• **EXERCISE INSTRUCTIONS**:
The word "const" marks the lines you need; copy each of them from the data.

*** GIVEN RECORDS Section Begins ***

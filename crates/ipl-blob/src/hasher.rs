use ipl_types::ContentHash;

/// Prefix marking a BLAKE3-derived content hash.
pub const HASH_PREFIX: &str = "b3";

/// Domain-separated BLAKE3 content hasher.
///
/// The domain tag is prepended to every hash computation, so the same bytes
/// hashed under different domains never collide. Rendered hashes are
/// `b3` followed by 64 lowercase hex characters.
pub struct ContentHasher {
    domain: &'static str,
}

impl ContentHasher {
    /// Hasher for uploaded documents.
    pub const BLOB: Self = Self {
        domain: "ipl-blob-v1",
    };

    /// Hash raw bytes with domain separation.
    pub fn hash(&self, data: &[u8]) -> ContentHash {
        let mut hasher = blake3::Hasher::new();
        hasher.update(self.domain.as_bytes());
        hasher.update(b":");
        hasher.update(data);
        ContentHash::new(format!("{HASH_PREFIX}{}", hasher.finalize().to_hex()))
    }

    /// Whether `hash` has the shape this hasher produces.
    pub fn is_well_formed(hash: &ContentHash) -> bool {
        hash.as_str()
            .strip_prefix(HASH_PREFIX)
            .is_some_and(|h| h.len() == 64 && hex::decode(h).is_ok())
    }
}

*** GIVEN RECORDS Section Ends ***

• **ANSWER BOX**:
pub const HASH_PREFIX: &str = "b3";
    pub const BLOB: Self = Self {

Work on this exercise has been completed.